Happily Ever After #Job #fairytale #harrypotter #hallowsnothorcruxes

Job 42:10-17

10 And the Lord restored the fortunes of Job when he had prayed for his friends; and the Lord gave Job twice as much as he had before. 11Then there came to him all his brothers and sisters and all who had known him before, and they ate bread with him in his house; they showed him sympathy and comforted him for all the evil that the Lord had brought upon him; and each of them gave him a piece of money* and a gold ring. 12The Lord blessed the latter days of Job more than his beginning; and he had fourteen thousand sheep, six thousand camels, a thousand yoke of oxen, and a thousand donkeys. 13He also had seven sons and three daughters. 14He named the first Jemimah, the second Keziah, and the third Keren-happuch. 15In all the land there were no women so beautiful as Job’s daughters; and their father gave them an inheritance along with their brothers. 16After this Job lived for one hundred and forty years, and saw his children, and his children’s children, four generations. 17And Job died, old and full of days.

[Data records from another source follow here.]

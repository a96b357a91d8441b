//! Error types for graph traversal and analysis.

use thiserror::Error;

pub type Result<T> = std::result::Result<T, Error>;

#[derive(Error, Debug)]
pub enum Error {
    #[error(transparent)]
    Storage(#[from] ikg_core::Error),
}
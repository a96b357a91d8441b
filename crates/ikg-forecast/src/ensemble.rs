//! Inverse-MAPE weighted ensemble across component forecasts (`spec.md`
//! §4.5 step 4).

/// Weight of each component is `(1/MAPE_i) / sum(1/MAPE_j)`. A component
/// with `MAPE == 0` is treated as a perfect fit and takes the entire
/// weight; components with non-finite MAPE get zero weight.
#[must_use]
pub fn weights(component_mapes: &[f64]) -> Vec<f64> {
    if let Some(perfect) = component_mapes.iter().position(|&m| m == 0.0) {
        return component_mapes.iter().enumerate().map(|(i, _)| if i == perfect { 1.0 } else { 0.0 }).collect();
    }

    let inverses: Vec<f64> = component_mapes.iter().map(|&m| if m.is_finite() && m > 0.0 { 1.0 / m } else { 0.0 }).collect();
    let total: f64 = inverses.iter().sum();
    if total == 0.0 {
        let n = component_mapes.len() as f64;
        return vec![1.0 / n; component_mapes.len()];
    }
    inverses.iter().map(|w| w / total).collect()
}

/// Weighted sum of component forecasts at each horizon step.
#[must_use]
pub fn weighted_forecast(component_forecasts: &[Vec<f64>], weights: &[f64]) -> Vec<f64> {
    let horizon = component_forecasts.first().map_or(0, Vec::len);
    let mut combined = vec![0.0; horizon];
    for (forecast, &weight) in component_forecasts.iter().zip(weights) {
        for (slot, value) in combined.iter_mut().zip(forecast) {
            *slot += weight * value;
        }
    }
    combined
}

#[cfg(test)]
mod tests {
    use super::*;

    #[test]
    fn weights_favor_the_lower_mape_component() {
        let w = weights(&[10.0, 20.0]);
        assert!(w[0] > w[1]);
        assert!((w[0] + w[1] - 1.0).abs() < 1e-9);
    }

    #[test]
    fn perfect_component_takes_all_weight() {
        let w = weights(&[0.0, 15.0]);
        assert_eq!(w, vec![1.0, 0.0]);
    }

    #[test]
    fn weighted_forecast_combines_components() {
        let combined = weighted_forecast(&[vec![10.0, 10.0], vec![20.0, 20.0]], &[0.75, 0.25]);
        assert_eq!(combined, vec![12.5, 12.5]);
    }
}
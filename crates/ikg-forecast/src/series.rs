//! Time-series ingestion: `spec.md` §4.5's `{timestamp, totalCost, nodeCount,
//! provider?}` input shape, sanitized on the way in.

use chrono::{DateTime, Utc};
use ikg_core::{Provider, Snapshot};

/// One observation in the cost time series, day-indexed relative to the
/// first point once a series is built (`CostSeries::day_offsets`).
#[derive(Debug, Clone, Copy, PartialEq)]
pub struct TimeSeriesPoint {
    pub timestamp: DateTime<Utc>,
    pub total_cost: f64,
    pub node_count: u64,
    pub provider: Option<Provider>,
}

impl From<Snapshot> for TimeSeriesPoint {
    fn from(snapshot: Snapshot) -> Self {
        Self {
            timestamp: snapshot.created_at,
            total_cost: sanitize_cost(snapshot.total_cost_monthly),
            node_count: snapshot.node_count,
            provider: snapshot.provider,
        }
    }
}

/// Any non-finite cost value is replaced by zero on ingestion.
#[must_use]
pub fn sanitize_cost(cost: f64) -> f64 {
    if cost.is_finite() {
        cost
    } else {
        0.0
    }
}

/// Builds a sanitized, time-ordered series from raw snapshots, optionally
/// narrowed to a single provider (`spec.md` §4.5 forecast options).
#[must_use]
pub fn build_series(mut snapshots: Vec<Snapshot>, provider: Option<Provider>) -> Vec<TimeSeriesPoint> {
    if let Some(provider) = provider {
        snapshots.retain(|s| s.provider == Some(provider));
    }
    snapshots.sort_by_key(|s| s.created_at);
    snapshots.into_iter().map(TimeSeriesPoint::from).collect()
}

/// Day offsets of each point relative to the first, as `f64` x-values for
/// regression-style fits.
#[must_use]
pub fn day_offsets(points: &[TimeSeriesPoint]) -> Vec<f64> {
    let Some(first) = points.first() else {
        return Vec::new();
    };
    points.iter().map(|p| (p.timestamp - first.timestamp).num_seconds() as f64 / 86_400.0).collect()
}

#[must_use]
pub fn costs(points: &[TimeSeriesPoint]) -> Vec<f64> {
    points.iter().map(|p| p.total_cost).collect()
}
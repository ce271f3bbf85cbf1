//! Per-address login rate limiting.
//!
//! Fixed-window counting keyed by client address, held in process memory.
//! The first attempt from an address opens a window; once the attempt count
//! inside the window reaches the cap, further attempts are refused until the
//! window elapses. A restart forgets all windows, which is acceptable for a
//! perimeter throttle; the per-account lockout is the durable defence.

use chrono::{DateTime, Duration, Utc};
use dashmap::DashMap;

use crate::config::RateLimitConfig;

/// Outcome of one admission check.
#[derive(Debug, Clone, Copy, PartialEq, Eq)]
pub enum RateLimitDecision {
    Allowed,
    /// Refused; retry once `retry_after` has elapsed.
    Limited { retry_after: Duration },
}

#[derive(Debug, Clone, Copy)]
struct Window {
    started_at: DateTime<Utc>,
    count: u32,
}

/// In-memory fixed-window limiter. Cheap to clone the handle via `Arc`;
/// the map itself is shared and sharded-locked.
pub struct LoginRateLimiter {
    config: RateLimitConfig,
    windows: DashMap<String, Window>,
}

impl LoginRateLimiter {
    pub fn new(config: RateLimitConfig) -> Self {
        Self {
            config,
            windows: DashMap::new(),
        }
    }

    /// Count one attempt against the key and decide admission.
    ///
    /// Every call increments; refused attempts still consume the entry-level
    /// lock but do not extend the window.
    pub fn try_acquire(&self, key: &str, now: DateTime<Utc>) -> RateLimitDecision {
        let mut entry = self
            .windows
            .entry(key.to_string())
            .or_insert(Window {
                started_at: now,
                count: 0,
            });

        // Window elapsed: start a fresh one.
        if now - entry.started_at >= self.config.window {
            entry.started_at = now;
            entry.count = 0;
        }

        if entry.count >= self.config.max_attempts {
            let retry_after = entry.started_at + self.config.window - now;
            return RateLimitDecision::Limited { retry_after };
        }

        entry.count += 1;
        RateLimitDecision::Allowed
    }

    /// Drop windows that have fully elapsed. Called by the periodic cleanup
    /// task to keep the map from accumulating one entry per address seen.
    pub fn evict_expired(&self, now: DateTime<Utc>) -> usize {
        let before = self.windows.len();
        self.windows
            .retain(|_, window| now - window.started_at < self.config.window);
        before - self.windows.len()
    }

    #[cfg(test)]
    fn tracked_keys(&self) -> usize {
        self.windows.len()
    }
}
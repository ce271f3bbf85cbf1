//! Services implementing the authentication core's behaviour over the
//! repository traits.

pub mod access_token;
pub mod audit;
pub mod lockout;
pub mod password;
pub mod rate_limit;
pub mod refresh;

pub use access_token::AccessTokenService;
pub use audit::AuditService;
pub use lockout::{LockoutGate, LockoutService};
pub use password::PasswordVerifier;
pub use rate_limit::{LoginRateLimiter, RateLimitDecision};
pub use refresh::RefreshTokenService;
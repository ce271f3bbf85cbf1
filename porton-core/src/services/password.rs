//! Password hashing and verification.
//!
//! Verification is a slow, salted comparison (argon2id via `password-auth`,
//! hundreds of milliseconds by design). The plaintext is never logged or
//! persisted, and any internal error from the hashing library is collapsed
//! into "no match" rather than surfaced as a distinct error class.

use password_auth::{generate_hash, verify_password};

/// A syntactically valid argon2id hash that matches no password. Used to
/// burn the same verification work when the username does not resolve, so a
/// nonexistent account is indistinguishable from a wrong password by timing.
const DUMMY_HASH: &str =
    "$argon2id$v=19$m=19456,t=2,p=1$c29tZXNhbHRzb21lc2FsdA$AAAAAAAAAAAAAAAAAAAAAAAAAAAAAAAAAAAAAAAAAAA";

/// Stateless password verifier with a fixed work factor.
pub struct PasswordVerifier;

impl PasswordVerifier {
    /// Hash a password for storage. Used by account provisioning and tests;
    /// the authentication path itself never writes hashes.
    pub fn hash(password: &str) -> String {
        generate_hash(password)
    }

    /// Compare a candidate against a stored hash. Parse failures, malformed
    /// hashes and library errors all come back as `false`.
    pub fn verify(password: &str, hash: &str) -> bool {
        verify_password(password, hash).is_ok()
    }

    /// Perform a verification against a dummy hash and discard the result.
    /// Called on the unknown-username path to keep its timing profile
    /// aligned with a real mismatch.
    pub fn verify_dummy(password: &str) {
        let _ = verify_password(password, DUMMY_HASH);
    }
}
use async_trait::async_trait;
use chrono::{DateTime, Utc};
use sqlx::SqlitePool;

use porton_core::{
    Error,
    account::AccountId,
    error::StorageError,
    repositories::RefreshTokenRepository,
    token::{NewRefreshToken, RefreshToken, RefreshTokenStats},
};

use crate::{from_unix, from_unix_opt};

#[derive(Debug, Clone, sqlx::FromRow)]
struct SqliteRefreshToken {
    id: i64,
    account_id: i64,
    token_hash: String,
    ip_address: Option<String>,
    user_agent: Option<String>,
    expires_at: i64,
    revoked: bool,
    revoked_at: Option<i64>,
    revoked_by: Option<i64>,
    revoke_reason: Option<String>,
    created_at: i64,
}

impl From<SqliteRefreshToken> for RefreshToken {
    fn from(row: SqliteRefreshToken) -> Self {
        RefreshToken {
            id: row.id,
            account_id: AccountId::new(row.account_id),
            token_hash: row.token_hash,
            ip_address: row.ip_address,
            user_agent: row.user_agent,
            expires_at: from_unix(row.expires_at),
            revoked: row.revoked,
            revoked_at: from_unix_opt(row.revoked_at),
            revoked_by: row.revoked_by.map(AccountId::new),
            revoke_reason: row.revoke_reason,
            created_at: from_unix(row.created_at),
        }
    }
}

pub struct SqliteRefreshTokenRepository {
    pool: SqlitePool,
}

impl SqliteRefreshTokenRepository {
    pub fn new(pool: SqlitePool) -> Self {
        Self { pool }
    }
}

#[async_trait]
impl RefreshTokenRepository for SqliteRefreshTokenRepository {
    async fn insert(&self, token: NewRefreshToken) -> Result<RefreshToken, Error> {
        let row = sqlx::query_as::<_, SqliteRefreshToken>(
            r#"
            INSERT INTO refresh_tokens
                (account_id, token_hash, ip_address, user_agent, expires_at, created_at)
            VALUES (?1, ?2, ?3, ?4, ?5, ?6)
            RETURNING *
            "#,
        )
        .bind(token.account_id.as_i64())
        .bind(&token.token_hash)
        .bind(&token.ip_address)
        .bind(&token.user_agent)
        .bind(token.expires_at.timestamp())
        .bind(Utc::now().timestamp())
        .fetch_one(&self.pool)
        .await
        .map_err(|e| Error::Storage(StorageError::Database(e.to_string())))?;

        Ok(row.into())
    }

    async fn find_by_hash(&self, token_hash: &str) -> Result<Option<RefreshToken>, Error> {
        let row = sqlx::query_as::<_, SqliteRefreshToken>(
            "SELECT * FROM refresh_tokens WHERE token_hash = ?1",
        )
        .bind(token_hash)
        .fetch_optional(&self.pool)
        .await
        .map_err(|e| Error::Storage(StorageError::Database(e.to_string())))?;

        Ok(row.map(|t| t.into()))
    }

    async fn revoke_by_hash(
        &self,
        token_hash: &str,
        revoked_by: Option<AccountId>,
        reason: &str,
        now: DateTime<Utc>,
    ) -> Result<bool, Error> {
        // Guarding on `revoked = 0` makes double revocation a no-op.
        let result = sqlx::query(
            r#"
            UPDATE refresh_tokens
            SET revoked = 1, revoked_at = ?2, revoked_by = ?3, revoke_reason = ?4
            WHERE token_hash = ?1 AND revoked = 0
            "#,
        )
        .bind(token_hash)
        .bind(now.timestamp())
        .bind(revoked_by.map(|id| id.as_i64()))
        .bind(reason)
        .execute(&self.pool)
        .await
        .map_err(|e| Error::Storage(StorageError::Database(e.to_string())))?;

        Ok(result.rows_affected() > 0)
    }

    async fn revoke_all_for_account(
        &self,
        account_id: AccountId,
        revoked_by: Option<AccountId>,
        reason: &str,
        now: DateTime<Utc>,
    ) -> Result<u64, Error> {
        let result = sqlx::query(
            r#"
            UPDATE refresh_tokens
            SET revoked = 1, revoked_at = ?2, revoked_by = ?3, revoke_reason = ?4
            WHERE account_id = ?1 AND revoked = 0
            "#,
        )
        .bind(account_id.as_i64())
        .bind(now.timestamp())
        .bind(revoked_by.map(|id| id.as_i64()))
        .bind(reason)
        .execute(&self.pool)
        .await
        .map_err(|e| Error::Storage(StorageError::Database(e.to_string())))?;

        Ok(result.rows_affected())
    }

    async fn count_dead(&self, cutoff: DateTime<Utc>) -> Result<u64, Error> {
        let count: i64 = sqlx::query_scalar(
            r#"
            SELECT COUNT(*) FROM refresh_tokens
            WHERE expires_at < ?1 OR (revoked = 1 AND revoked_at < ?1)
            "#,
        )
        .bind(cutoff.timestamp())
        .fetch_one(&self.pool)
        .await
        .map_err(|e| Error::Storage(StorageError::Database(e.to_string())))?;

        Ok(count as u64)
    }

    async fn purge_dead(&self, cutoff: DateTime<Utc>) -> Result<u64, Error> {
        let result = sqlx::query(
            r#"
            DELETE FROM refresh_tokens
            WHERE expires_at < ?1 OR (revoked = 1 AND revoked_at < ?1)
            "#,
        )
        .bind(cutoff.timestamp())
        .execute(&self.pool)
        .await
        .map_err(|e| Error::Storage(StorageError::Database(e.to_string())))?;

        Ok(result.rows_affected())
    }

    async fn stats(&self, now: DateTime<Utc>) -> Result<RefreshTokenStats, Error> {
        let (total, active, revoked, expired): (i64, i64, i64, i64) = sqlx::query_as(
            r#"
            SELECT COUNT(*),
                   COALESCE(SUM(revoked = 0 AND expires_at > ?1), 0),
                   COALESCE(SUM(revoked = 1), 0),
                   COALESCE(SUM(expires_at <= ?1), 0)
            FROM refresh_tokens
            "#,
        )
        .bind(now.timestamp())
        .fetch_one(&self.pool)
        .await
        .map_err(|e| Error::Storage(StorageError::Database(e.to_string())))?;

        Ok(RefreshTokenStats {
            total: total as u64,
            active: active as u64,
            revoked: revoked as u64,
            expired: expired as u64,
        })
    }
}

So here we are Job (at least one of, if not the) first written fairy tale and it ends happily ever after…so this means that tempted as we are to write this off as a “happily ever after” if this is one of the first AND we make note that there is no such thing

He has more children than before (more boys always important)…is more wealthy and is even able to give his daughters an inheritance….(yay!)

But what makes this a happily ever after is not the kids and the money..its God’s presence...its the knowledge that (remember this is pre-Jesus) bad things can happen to anyone, and it isn’t about judgement.

Happily Ever After is experiencing the love of God!

Its knowing God is present in your life.

Job was GUARENTEED a happily ever after. He has experienced God, and because of that his life will be happy.

No matter what.

Those other details are mere illustrations of the truth of God’s love!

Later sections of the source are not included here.